▸ THE TASK
What is needed is the number of lines below that contain the word "only", with no other output.

[Saved entries]
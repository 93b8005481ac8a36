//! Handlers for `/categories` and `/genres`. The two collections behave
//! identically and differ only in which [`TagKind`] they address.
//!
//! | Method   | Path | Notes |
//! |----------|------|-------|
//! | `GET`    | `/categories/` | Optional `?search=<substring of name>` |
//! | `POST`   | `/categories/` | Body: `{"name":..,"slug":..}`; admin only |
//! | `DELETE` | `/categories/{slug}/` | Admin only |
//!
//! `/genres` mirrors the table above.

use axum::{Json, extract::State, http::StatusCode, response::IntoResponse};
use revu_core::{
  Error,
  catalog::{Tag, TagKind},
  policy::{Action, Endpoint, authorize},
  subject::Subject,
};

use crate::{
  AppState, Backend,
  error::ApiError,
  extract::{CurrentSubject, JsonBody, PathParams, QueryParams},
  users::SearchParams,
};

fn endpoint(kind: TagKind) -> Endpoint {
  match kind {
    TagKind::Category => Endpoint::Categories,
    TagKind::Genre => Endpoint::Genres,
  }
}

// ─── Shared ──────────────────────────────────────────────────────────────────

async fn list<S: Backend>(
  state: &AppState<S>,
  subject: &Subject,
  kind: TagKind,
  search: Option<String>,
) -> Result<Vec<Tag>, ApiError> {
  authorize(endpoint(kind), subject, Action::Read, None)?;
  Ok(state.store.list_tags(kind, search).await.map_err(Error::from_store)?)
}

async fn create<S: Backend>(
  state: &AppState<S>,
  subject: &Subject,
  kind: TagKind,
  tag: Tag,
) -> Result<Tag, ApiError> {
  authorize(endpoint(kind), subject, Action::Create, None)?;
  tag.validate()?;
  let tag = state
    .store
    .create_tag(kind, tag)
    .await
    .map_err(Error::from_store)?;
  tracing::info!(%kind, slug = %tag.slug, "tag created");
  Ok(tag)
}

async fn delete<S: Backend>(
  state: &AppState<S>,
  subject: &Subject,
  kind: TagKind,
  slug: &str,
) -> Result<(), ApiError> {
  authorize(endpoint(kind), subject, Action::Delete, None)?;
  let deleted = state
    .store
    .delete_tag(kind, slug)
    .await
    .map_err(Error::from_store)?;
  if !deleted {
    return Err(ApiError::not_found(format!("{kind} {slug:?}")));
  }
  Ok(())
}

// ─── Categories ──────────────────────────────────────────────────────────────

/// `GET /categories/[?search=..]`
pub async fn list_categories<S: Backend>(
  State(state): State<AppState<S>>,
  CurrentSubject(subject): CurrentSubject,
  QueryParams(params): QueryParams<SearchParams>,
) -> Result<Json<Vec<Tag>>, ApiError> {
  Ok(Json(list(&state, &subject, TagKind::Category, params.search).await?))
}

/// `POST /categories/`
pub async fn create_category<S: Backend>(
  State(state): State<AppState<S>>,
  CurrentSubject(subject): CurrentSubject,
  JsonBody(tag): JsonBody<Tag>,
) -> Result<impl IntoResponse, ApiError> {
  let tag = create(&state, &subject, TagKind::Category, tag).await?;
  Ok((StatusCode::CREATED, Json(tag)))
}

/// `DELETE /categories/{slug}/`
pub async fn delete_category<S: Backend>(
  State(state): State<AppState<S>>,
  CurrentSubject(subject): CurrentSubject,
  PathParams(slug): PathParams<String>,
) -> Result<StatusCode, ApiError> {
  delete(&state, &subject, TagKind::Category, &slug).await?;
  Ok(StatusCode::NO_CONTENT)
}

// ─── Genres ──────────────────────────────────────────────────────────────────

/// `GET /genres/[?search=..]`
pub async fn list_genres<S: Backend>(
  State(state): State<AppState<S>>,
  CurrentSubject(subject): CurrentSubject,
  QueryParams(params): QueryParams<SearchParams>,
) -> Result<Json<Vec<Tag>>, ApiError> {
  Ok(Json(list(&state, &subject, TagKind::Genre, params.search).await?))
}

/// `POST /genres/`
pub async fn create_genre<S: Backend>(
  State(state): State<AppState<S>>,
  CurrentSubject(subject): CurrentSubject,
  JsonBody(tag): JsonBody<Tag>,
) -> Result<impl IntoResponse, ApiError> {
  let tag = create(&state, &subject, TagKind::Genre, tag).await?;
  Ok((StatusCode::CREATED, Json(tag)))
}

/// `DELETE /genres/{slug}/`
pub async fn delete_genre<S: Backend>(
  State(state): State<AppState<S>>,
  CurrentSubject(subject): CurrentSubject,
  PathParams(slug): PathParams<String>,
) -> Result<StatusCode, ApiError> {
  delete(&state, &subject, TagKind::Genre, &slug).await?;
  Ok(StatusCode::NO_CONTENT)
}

▸ FINISHED TASK
3